For that I created a custom field for my model based on FileField. In it's save method I take the files content, convert it and save the result. This is called by the serializer through a corresponding ViewSet. This works, but the video conversion takes way too long, so that the webrequest from my Vue app (executed with axios) is running into a timeout.
It is clear, that I need to offload the conversion somehow, return a corresponding response directly and save the data in the database as soon as the conversion is finished.
Is this even possible? Or do I need to write a custom view apart from the ViewSet to do the calculation? Can you give me a hint on how to offload that calcuation? I only have rudimentary knowledge about things like asyncio.

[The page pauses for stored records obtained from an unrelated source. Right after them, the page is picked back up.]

// Copyright (c) 2025 Steve Wagner (ciroque@live.com)
// SPDX-License-Identifier: MIT

use std::sync::Arc;

use super::modules::*;
use crate::errors::PlanError;
use crate::registry::{DeterminismTier, ModuleCategory, ModuleDescriptor, ModuleRegistry};
use crate::traits::AnalysisModule;

/// Builds the modules that ship with the crate.
pub struct LocalModuleFactory;

impl LocalModuleFactory {
    pub fn create_module(name: &str) -> Result<Arc<dyn AnalysisModule>, String> {
        match name {
            "stats" => Ok(Arc::new(StatsModule)),
            "word_frequency" => Ok(Arc::new(WordFrequencyModule)),
            "transcript_output" => Ok(Arc::new(TranscriptOutputModule)),
            "summary" => Ok(Arc::new(SummaryModule)),
            _ => Err(format!("Unknown local module implementation: '{}'", name)),
        }
    }

    pub fn list_available_implementations() -> Vec<&'static str> {
        vec!["stats", "summary", "transcript_output", "word_frequency"]
    }

    pub fn is_implementation_available(name: &str) -> bool {
        Self::list_available_implementations().contains(&name)
    }

    /// Descriptors for every built-in module.
    pub fn descriptors() -> Vec<ModuleDescriptor> {
        vec![
            ModuleDescriptor::new("stats", Arc::new(StatsModule))
                .with_description("Segment, word and speaking-time counts per speaker")
                .with_category(ModuleCategory::Light)
                .with_tier(DeterminismTier::T0),
            ModuleDescriptor::new("word_frequency", Arc::new(WordFrequencyModule))
                .with_description("Token frequencies across the transcript")
                .with_category(ModuleCategory::Light)
                .with_tier(DeterminismTier::T0),
            ModuleDescriptor::new("transcript_output", Arc::new(TranscriptOutputModule))
                .with_description("Readable transcript with speaker names and timestamps")
                .with_category(ModuleCategory::Light)
                .with_tier(DeterminismTier::T0),
            ModuleDescriptor::new("summary", Arc::new(SummaryModule))
                .with_description("Overview combining stats and word frequencies")
                .with_category(ModuleCategory::Light)
                .with_tier(DeterminismTier::T0)
                .with_dependencies(["stats", "word_frequency"]),
        ]
    }

    /// A registry holding every built-in module.
    pub fn builtin_registry() -> Result<ModuleRegistry, PlanError> {
        let mut registry = ModuleRegistry::new();
        for descriptor in Self::descriptors() {
            registry.register(descriptor)?;
        }
        Ok(registry)
    }
}
// Copyright (c) 2025 Steve Wagner (ciroque@live.com)
// SPDX-License-Identifier: MIT

//! Shared, per-run state handed to every analysis module.
//!
//! The context owns the loaded transcript plus two maps that modules use to
//! hand data to later modules: finished results keyed by module name, and
//! intermediate computed values keyed by [`ComputedKey`]. All access goes
//! through a single `RwLock`, so concurrent modules never observe a partially
//! written map.
//!
//! A poisoned lock (a module panicked while holding it) is recovered rather
//! than propagated; the maps only ever hold complete values.

use crate::transcript::{canonical_base_name, CanonicalTranscript, Capabilities, Segment};
use serde_json::Value;
use std::collections::{BTreeMap, HashMap};
use std::path::{Path, PathBuf};
use std::sync::{Arc, PoisonError, RwLock, RwLockReadGuard, RwLockWriteGuard};
use tracing::debug;

/// Key for an intermediate value shared between modules.
#[derive(Debug, Clone, PartialEq, Eq, Hash, PartialOrd, Ord)]
pub enum ComputedKey {
    /// Word totals per speaker label
    SpeakerWordCounts,
    /// Token frequencies across the whole transcript
    WordFrequencies,
    /// Lower-cased tokens per segment
    SegmentTokens,
    /// Anything a module wants to share that has no dedicated key
    Custom(String),
}

impl ComputedKey {
    pub fn custom(name: impl Into<String>) -> Self {
        ComputedKey::Custom(name.into())
    }
}

#[derive(Default)]
struct ContextState {
    segments: Arc<Vec<Segment>>,
    speaker_map: BTreeMap<String, String>,
    analysis_results: HashMap<String, Value>,
    computed_values: HashMap<ComputedKey, Value>,
    closed: bool,
}

pub struct PipelineContext {
    transcript_path: PathBuf,
    base_name: String,
    output_dir: PathBuf,
    content_hash: String,
    capabilities: Capabilities,
    state: RwLock<ContextState>,
}

impl PipelineContext {
    /// Build a context for `transcript`. Artifacts go under `output_dir`.
    pub fn new(
        transcript_path: impl AsRef<Path>,
        transcript: CanonicalTranscript,
        output_dir: impl Into<PathBuf>,
    ) -> Self {
        let transcript_path = transcript_path.as_ref().to_path_buf();
        let speaker_map = transcript.speaker_map();
        Self {
            base_name: canonical_base_name(&transcript_path),
            transcript_path,
            output_dir: output_dir.into(),
            content_hash: transcript.content_hash,
            capabilities: transcript.capabilities,
            state: RwLock::new(ContextState {
                segments: Arc::new(transcript.segments),
                speaker_map,
                ..ContextState::default()
            }),
        }
    }

    fn read(&self) -> RwLockReadGuard<'_, ContextState> {
        self.state.read().unwrap_or_else(PoisonError::into_inner)
    }

    fn write(&self) -> RwLockWriteGuard<'_, ContextState> {
        self.state.write().unwrap_or_else(PoisonError::into_inner)
    }

    pub fn transcript_path(&self) -> &Path {
        &self.transcript_path
    }

    pub fn base_name(&self) -> &str {
        &self.base_name
    }

    pub fn output_dir(&self) -> &Path {
        &self.output_dir
    }

    pub fn content_hash(&self) -> &str {
        &self.content_hash
    }

    pub fn capabilities(&self) -> Capabilities {
        self.capabilities
    }

    /// Transcript segments. Empty once the context is closed.
    pub fn segments(&self) -> Arc<Vec<Segment>> {
        Arc::clone(&self.read().segments)
    }

    pub fn speaker_map(&self) -> BTreeMap<String, String> {
        self.read().speaker_map.clone()
    }

    pub fn store_analysis_result(&self, module: &str, result: Value) {
        let mut state = self.write();
        if state.closed {
            debug!(module, "Ignoring analysis result stored after close");
            return;
        }
        state.analysis_results.insert(module.to_string(), result);
    }

    pub fn get_analysis_result(&self, module: &str) -> Option<Value> {
        self.read().analysis_results.get(module).cloned()
    }

    pub fn store_computed_value(&self, key: ComputedKey, value: Value) {
        let mut state = self.write();
        if state.closed {
            debug!(key = ?key, "Ignoring computed value stored after close");
            return;
        }
        state.computed_values.insert(key, value);
    }

    pub fn get_computed_value(&self, key: &ComputedKey) -> Option<Value> {
        self.read().computed_values.get(key).cloned()
    }

    pub fn has_computed_value(&self, key: &ComputedKey) -> bool {
        self.read().computed_values.contains_key(key)
    }

    /// Names of every module with a stored result, sorted.
    pub fn completed_modules(&self) -> Vec<String> {
        let mut names: Vec<String> = self.read().analysis_results.keys().cloned().collect();
        names.sort();
        names
    }

    /// Release everything the context holds. Safe to call more than once.
    pub fn close(&self) {
        let mut state = self.write();
        if state.closed {
            return;
        }
        state.segments = Arc::new(Vec::new());
        state.speaker_map.clear();
        state.analysis_results.clear();
        state.computed_values.clear();
        state.closed = true;
        debug!(base_name = %self.base_name, "Pipeline context closed");
    }

    pub fn is_closed(&self) -> bool {
        self.read().closed
    }
}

TL;DR: How to do extensive calculations asychronous on file data before saving them to a model with FileField and returning a response before the calcuation ends?
I can provide my current code if necessary.

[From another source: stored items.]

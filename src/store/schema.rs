// Copyright (c) 2025 Steve Wagner (ciroque@live.com)
// SPDX-License-Identifier: MIT

//! Table definitions for the run store.
//!
//! Deleting a pipeline run cascades to its module runs, and deleting a module
//! run cascades to its artifacts. A cache-hit row only loses its reuse pointer
//! when the run it pointed at is deleted.

use crate::errors::StoreResult;
use sqlx::SqlitePool;
use tracing::debug;

const SCHEMA: &[&str] = &[
    "PRAGMA foreign_keys = ON",
    r#"
    CREATE TABLE IF NOT EXISTS transcripts (
        id INTEGER PRIMARY KEY AUTOINCREMENT,
        file_path TEXT NOT NULL UNIQUE,
        content_hash TEXT NOT NULL,
        base_name TEXT NOT NULL,
        created_at TEXT NOT NULL
    )
    "#,
    "CREATE INDEX IF NOT EXISTS idx_transcripts_content_hash ON transcripts (content_hash)",
    r#"
    CREATE TABLE IF NOT EXISTS pipeline_runs (
        id INTEGER PRIMARY KEY AUTOINCREMENT,
        transcript_id INTEGER NOT NULL REFERENCES transcripts (id) ON DELETE CASCADE,
        pipeline_version TEXT NOT NULL,
        config_hash TEXT NOT NULL,
        input_hash TEXT NOT NULL,
        status TEXT NOT NULL,
        created_at TEXT NOT NULL,
        updated_at TEXT NOT NULL
    )
    "#,
    "CREATE INDEX IF NOT EXISTS idx_pipeline_runs_transcript ON pipeline_runs (transcript_id)",
    r#"
    CREATE TABLE IF NOT EXISTS module_runs (
        id INTEGER PRIMARY KEY AUTOINCREMENT,
        pipeline_run_id INTEGER NOT NULL REFERENCES pipeline_runs (id) ON DELETE CASCADE,
        transcript_id INTEGER NOT NULL REFERENCES transcripts (id) ON DELETE CASCADE,
        module_name TEXT NOT NULL,
        module_version TEXT NOT NULL,
        module_config_hash TEXT NOT NULL,
        module_input_hash TEXT NOT NULL,
        status TEXT NOT NULL,
        output_hash TEXT,
        is_cacheable INTEGER NOT NULL DEFAULT 1,
        cache_reason TEXT,
        reused_module_run_id INTEGER REFERENCES module_runs (id) ON DELETE SET NULL,
        outputs_json TEXT,
        duration_ms INTEGER,
        superseded_at TEXT,
        created_at TEXT NOT NULL,
        updated_at TEXT NOT NULL
    )
    "#,
    r#"
    CREATE INDEX IF NOT EXISTS idx_module_runs_cache_key
        ON module_runs (transcript_id, module_name, module_input_hash)
    "#,
    "CREATE INDEX IF NOT EXISTS idx_module_runs_pipeline ON module_runs (pipeline_run_id)",
    r#"
    CREATE UNIQUE INDEX IF NOT EXISTS uq_module_runs_authoritative
        ON module_runs (transcript_id, module_name, module_input_hash)
        WHERE status = 'completed' AND is_cacheable = 1 AND superseded_at IS NULL
    "#,
    r#"
    CREATE TABLE IF NOT EXISTS artifacts (
        id INTEGER PRIMARY KEY AUTOINCREMENT,
        module_run_id INTEGER NOT NULL REFERENCES module_runs (id) ON DELETE CASCADE,
        transcript_id INTEGER NOT NULL REFERENCES transcripts (id) ON DELETE CASCADE,
        artifact_key TEXT NOT NULL,
        relative_path TEXT NOT NULL,
        artifact_root TEXT NOT NULL,
        artifact_type TEXT,
        artifact_role TEXT NOT NULL,
        content_hash TEXT NOT NULL,
        created_at TEXT NOT NULL,
        UNIQUE (module_run_id, artifact_key)
    )
    "#,
    "CREATE INDEX IF NOT EXISTS idx_artifacts_transcript ON artifacts (transcript_id)",
];

/// Create every table and index that does not exist yet.
pub async fn init_schema(pool: &SqlitePool) -> StoreResult<()> {
    for statement in SCHEMA {
        sqlx::query(statement).execute(pool).await?;
    }
    debug!(statements = SCHEMA.len(), "Run store schema ready");
    Ok(())
}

I've now solved my problem, though I'm still interested in other/better solutions. My solution works but might not be the best and I feel it is a bit hacky at some places.
TL;DR: Installed django-q as task queue manager with a redis database backend, connected it to django and then called the function for transcoding the video file from my view via
taskid = async_task("apps.myapp.services.transcode_video", data)

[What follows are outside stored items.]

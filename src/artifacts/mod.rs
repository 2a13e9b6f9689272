// Copyright (c) 2025 Steve Wagner (ciroque@live.com)
// SPDX-License-Identifier: MIT

//! Artifact index and its integrity validator.
//!
//! Every file a module writes is recorded with the hash of its bytes at the
//! moment it was registered. The validator later compares the index with the
//! filesystem and with the run history it points at.

mod registry;
mod validator;

pub use registry::{ArtifactRegistry, NewArtifact};
pub use validator::{ArtifactValidator, FindingKind, Severity, ValidationFinding, ValidationReport};

use std::path::{Component, Path};

use crate::errors::{StoreError, StoreResult};
use crate::store::ArtifactRole;

/// Stable key of an artifact: its path relative to the artifact root with
/// forward slashes.
///
/// Absolute paths and paths that climb out of the root are rejected.
pub fn artifact_key(relative_path: &Path) -> StoreResult<String> {
    let mut parts = Vec::new();
    for component in relative_path.components() {
        match component {
            Component::Normal(part) => parts.push(part.to_string_lossy().into_owned()),
            Component::CurDir => {}
            _ => {
                return Err(StoreError::PathOutsideRoot(
                    relative_path.display().to_string(),
                ))
            }
        }
    }
    if parts.is_empty() {
        return Err(StoreError::PathOutsideRoot(
            relative_path.display().to_string(),
        ));
    }
    Ok(parts.join("/"))
}

/// Lower-cased file extension, if any.
pub fn artifact_type(relative_path: &Path) -> Option<String> {
    relative_path
        .extension()
        .map(|ext| ext.to_string_lossy().to_lowercase())
}

/// Role of an artifact whose module did not declare one.
///
/// Global data and charts are primary. So is anything else under a `data` or
/// `charts` directory that is not per-speaker.
pub fn infer_role(artifact_key: &str) -> ArtifactRole {
    let segments: Vec<&str> = artifact_key.split('/').collect();
    let under = |dir: &str| segments.iter().position(|s| *s == dir);

    for dir in ["data", "charts"] {
        if let Some(index) = under(dir) {
            // The last segment is the file name, not a directory.
            if index + 1 >= segments.len() {
                continue;
            }
            let next = segments.get(index + 1).copied();
            if next == Some("global") {
                return ArtifactRole::Primary;
            }
            if next != Some("speakers") && !segments.contains(&"speakers") {
                return ArtifactRole::Primary;
            }
        }
    }
    ArtifactRole::Intermediate
}

#[cfg(test)]
mod tests {
    use super::*;
    use std::path::PathBuf;

    #[test]
    fn test_artifact_key_uses_forward_slashes() {
        let path: PathBuf = ["stats", "data", "global", "x_stats.json"].iter().collect();
        assert_eq!(
            artifact_key(&path).unwrap(),
            "stats/data/global/x_stats.json"
        );
        assert_eq!(
            artifact_key(Path::new("./stats/x.json")).unwrap(),
            "stats/x.json"
        );
    }

    #[test]
    fn test_artifact_key_rejects_escaping_paths() {
        for bad in ["../x.json", "/tmp/x.json", "stats/../../x.json", ""] {
            assert!(
                matches!(artifact_key(Path::new(bad)), Err(StoreError::PathOutsideRoot(_))),
                "{} should be rejected",
                bad
            );
        }
    }

    #[test]
    fn test_artifact_type_is_lowercase_extension() {
        assert_eq!(artifact_type(Path::new("a/B.PNG")).as_deref(), Some("png"));
        assert_eq!(artifact_type(Path::new("a/README")), None);
    }

    #[test]
    fn test_infer_role() {
        let cases = [
            ("sentiment/data/global/x.json", ArtifactRole::Primary),
            ("sentiment/charts/global/x.png", ArtifactRole::Primary),
            ("sentiment/data/x.csv", ArtifactRole::Primary),
            ("sentiment/data/speakers/x_host.json", ArtifactRole::Intermediate),
            ("sentiment/charts/speakers/x_host.png", ArtifactRole::Intermediate),
            ("transcript_output/x_transcript.txt", ArtifactRole::Intermediate),
            ("sentiment/data", ArtifactRole::Intermediate),
        ];
        for (key, expected) in cases {
            assert_eq!(infer_role(key), expected, "{}", key);
        }
    }
}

This should be a robust system to handle these transcode tasks in parallel and without blocking the request.
I found this tutorial about Django-Q. Django-Q manages and executes tasks from django. It runs in parallel with Django and is connected to it via its broker (a redis database in this case).
First I installed django-q and the redis client modules via pip
pip install django-q redis
Then I build up a Redis database (here running in a docker container on my machine with the official redis image). How to do that depends largely on your platform.
Then configuring Django to use Django-Q by adding the configuration into settings.py (Note, that I disabled timeouts, because the transcode tasks can take rather long. May change that in future):
Q_CLUSTER = {
'name': 'django_q_django',
'workers': 8,
'recycle': 500,
'timeout': None,
'compress': True,
'save_limit': 250,
'queue_limit': 500,
'cpu_affinity': 1,
'label': 'Django Q',
'redis': {
'host': 'redishostname',
'port': 6379,
'password': 'mysecureredisdbpassword',
'db': 0, }
}
and then activating Django-Q by adding it to the installed apps in settings.py:
INSTALLED_APPS = [
...
'django_q',
]
Then migrate the model definitions of Django Q via:
python manage.py migrate
and start Django Q via (the Redis database should run at this point):
python manage.py qcluster
This runs in a separate terminal from the typical
python manage.py runserver
Note: Of course these two are only for development. I currently don't know how to deploy Django Q in production yet.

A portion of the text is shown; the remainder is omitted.